Personal information
- Date of birth: September 30, 1967 (age 58)
- Place of birth: Montréal, Québec, Canada

Managerial career
- Years: Team
- 1996–1999: UPEI Panthers (women)
- 2000–2024: UPEI Panthers
- 2000–2011: Canada U17 (women) (assistant)
- 2013: UPEI Panthers (women)
- 2020–2024: UPEI Panthers (women)
- 2024–2025: Halifax Tides FC (women)

= Lewis Page (Canadian soccer) =

Canadian soccer coach

Lewis Page (born September 30, 1967) is a Canadian soccer coach.

==Early life==
Page was born in Montréal, Québec and moved to Chester, Nova Scotia at age 12.

== Coaching career ==
In 1996, Page was named the head coach of the women's soccer team of the University of Prince Edward Island and an assistant with the men's team. In 2000, Page was named the head coach of the men's soccer team of UPEI. In 2013, he served as the head coach of both teams for one season, and then returned to the dual role in January 2020. He was named the AUS Coach of the Year four times (2000, 2002, 2009, and 2011) and the national CIS Coach of the Year in 2002. With the men's team, he won the AUS Championship in 2002 and a bronze medal at the CIS National Championships in 2014.

Between 2000 and 2011, he served as an assistant coach with the Canada U17 women's team and other youth levels.

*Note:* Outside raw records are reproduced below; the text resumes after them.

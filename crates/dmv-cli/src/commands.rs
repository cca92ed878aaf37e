//! Command handlers

use crate::cli::{Cli, Commands};
use crate::output::{output_quote, output_renewal, output_reports, Quote, RenewalCheck};
use chrono::{Local, Months, NaiveDate};
use dmv_app::app::{run_scenario, SessionOptions};
use dmv_app::config::Config;
use dmv_app::export::export_ledger;
use dmv_app::scanner::scan_scenarios;
use dmv_domain::service::{is_due_for_renewal, plate_for, registration_fee};
use dmv_infra::Scenario;
use dmv_types::{ConfigError, EngineType, OutputFormat, Result};
use std::collections::HashSet;
use std::path::{Path, PathBuf};
use tracing::debug;

/// Execute CLI command
pub fn execute(cli: Cli) -> Result<()> {
    let config = Config::load()?;
    let output_format = cli.format.unwrap_or(config.output_format);

    match cli.command {
        Commands::Run {
            path,
            export,
            today,
        } => cmd_run(&config, &path, export.as_deref(), today, output_format),

        Commands::Quote { engine } => cmd_quote(&config, engine, output_format),

        Commands::Renewal {
            registered_on,
            today,
        } => cmd_renewal(&config, registered_on, today, output_format),

        Commands::Config {
            show,
            set_output,
            set_base_fee,
            set_ev_surcharge,
            set_min_age,
            set_renewal_years,
            reset,
        } => cmd_config(
            show,
            ConfigChanges {
                output_format: set_output,
                base_fee: set_base_fee,
                ev_surcharge: set_ev_surcharge,
                min_written_test_age: set_min_age,
                renewal_after_years: set_renewal_years,
            },
            reset,
        ),
    }
}

fn cmd_run(
    config: &Config,
    path: &Path,
    export: Option<&Path>,
    today: Option<NaiveDate>,
    output_format: OutputFormat,
) -> Result<()> {
    let scenario_paths = scan_scenarios(path)?;
    if scenario_paths.is_empty() {
        eprintln!("No scenario files found in {}", path.display());
        return Ok(());
    }

    let mut options = SessionOptions::new().with_policy(config.policy());
    if let Some(today) = today {
        options = options.with_today(today);
    }

    let multiple = scenario_paths.len() > 1;
    let labels = ledger_labels(&scenario_paths);
    let mut reports = Vec::with_capacity(scenario_paths.len());
    for (scenario_path, label) in scenario_paths.iter().zip(&labels) {
        debug!(path = %scenario_path.display(), "loading scenario");
        let scenario = Scenario::load_from_file(scenario_path)?;
        let report = run_scenario(&scenario, &options)?;

        if let Some(export) = export {
            let target = export_target(export, label, multiple);
            export_ledger(&report, &target)?;
            eprintln!("Ledger written to {}", target.display());
        }
        reports.push(report);
    }

    output_reports(output_format, &reports)
}

/// One label per scenario file for naming its ledger: the file stem, with a
/// numeric suffix when two files in different directories share a stem
fn ledger_labels(paths: &[PathBuf]) -> Vec<String> {
    let mut taken = HashSet::new();
    paths
        .iter()
        .map(|path| {
            let stem = path
                .file_stem()
                .and_then(|s| s.to_str())
                .unwrap_or("scenario");
            let mut label = stem.to_string();
            let mut n = 2;
            while !taken.insert(label.clone()) {
                label = format!("{}-{}", stem, n);
                n += 1;
            }
            label
        })
        .collect()
}

/// With several scenarios each ledger gets the scenario label appended to the
/// file stem
fn export_target(export: &Path, label: &str, multiple: bool) -> PathBuf {
    if !multiple {
        return export.to_path_buf();
    }
    let stem = export
        .file_stem()
        .and_then(|s| s.to_str())
        .unwrap_or("ledger");
    let extension = export
        .extension()
        .and_then(|s| s.to_str())
        .unwrap_or("xlsx");
    export.with_file_name(format!("{}-{}.{}", stem, label, extension))
}

fn cmd_quote(config: &Config, engine: EngineType, output_format: OutputFormat) -> Result<()> {
    let quote = quote_for(config, engine)?;
    output_quote(output_format, &quote)
}

fn quote_for(config: &Config, engine: EngineType) -> Result<Quote> {
    let policy = config.policy();
    let fee = registration_fee(engine, &policy).ok_or_else(|| {
        ConfigError::InvalidValue(format!(
            "{} fee overflows with base fee {} and EV surcharge {}",
            engine.label(),
            policy.base_fee,
            policy.ev_surcharge
        ))
    })?;
    Ok(Quote {
        engine,
        plate: plate_for(engine),
        fee,
    })
}

fn cmd_renewal(
    config: &Config,
    registered_on: NaiveDate,
    today: Option<NaiveDate>,
    output_format: OutputFormat,
) -> Result<()> {
    let policy = config.policy();
    let today = today.unwrap_or_else(|| Local::now().date_naive());
    let check = RenewalCheck {
        registered_on,
        today,
        renewal_after_years: policy.renewal_after_years,
        due_after: registered_on
            .checked_add_months(Months::new(policy.renewal_after_years.saturating_mul(12))),
        due: is_due_for_renewal(Some(registered_on), today, &policy),
    };
    output_renewal(output_format, &check)
}

/// Values requested with `config --set-*`
#[derive(Debug, Default)]
struct ConfigChanges {
    output_format: Option<OutputFormat>,
    base_fee: Option<u64>,
    ev_surcharge: Option<u64>,
    min_written_test_age: Option<u32>,
    renewal_after_years: Option<u32>,
}

impl ConfigChanges {
    /// Apply to `config`, returning whether anything changed
    fn apply(self, config: &mut Config) -> bool {
        let mut modified = false;

        if let Some(output_format) = self.output_format {
            config.output_format = output_format;
            modified = true;
        }

        if let Some(base_fee) = self.base_fee {
            config.base_fee = base_fee;
            modified = true;
        }

        if let Some(ev_surcharge) = self.ev_surcharge {
            config.ev_surcharge = ev_surcharge;
            modified = true;
        }

        if let Some(min_age) = self.min_written_test_age {
            config.min_written_test_age = min_age;
            modified = true;
        }

        if let Some(years) = self.renewal_after_years {
            config.renewal_after_years = years;
            modified = true;
        }

        modified
    }
}

fn cmd_config(show: bool, changes: ConfigChanges, reset: bool) -> Result<()> {
    if reset {
        let config = Config::default();
        config.save()?;
        println!("Configuration reset to defaults");
        println!("\n{}", config);
        return Ok(());
    }

    let mut config = Config::load()?;
    let modified = changes.apply(&mut config);

    if modified {
        config.save()?;
        println!("Configuration updated");
    }

    if show || !modified {
        println!("{}", config);
    }

    Ok(())
}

In 2011, he served as an assistant with the Canada women's senior team and attended some men's youth camps as an assistant.

In July 2024, he was named the head coach of the Halifax Tides FC of the women's Northern Super League, ahead of the inaugural league season in 2025. On June 30, 2025, after recording one win in the club's first eight matches, Page was re-assigned to become head coach of the Tides Development Academy, with Stephen Hart taking over head coaching duties of the first team.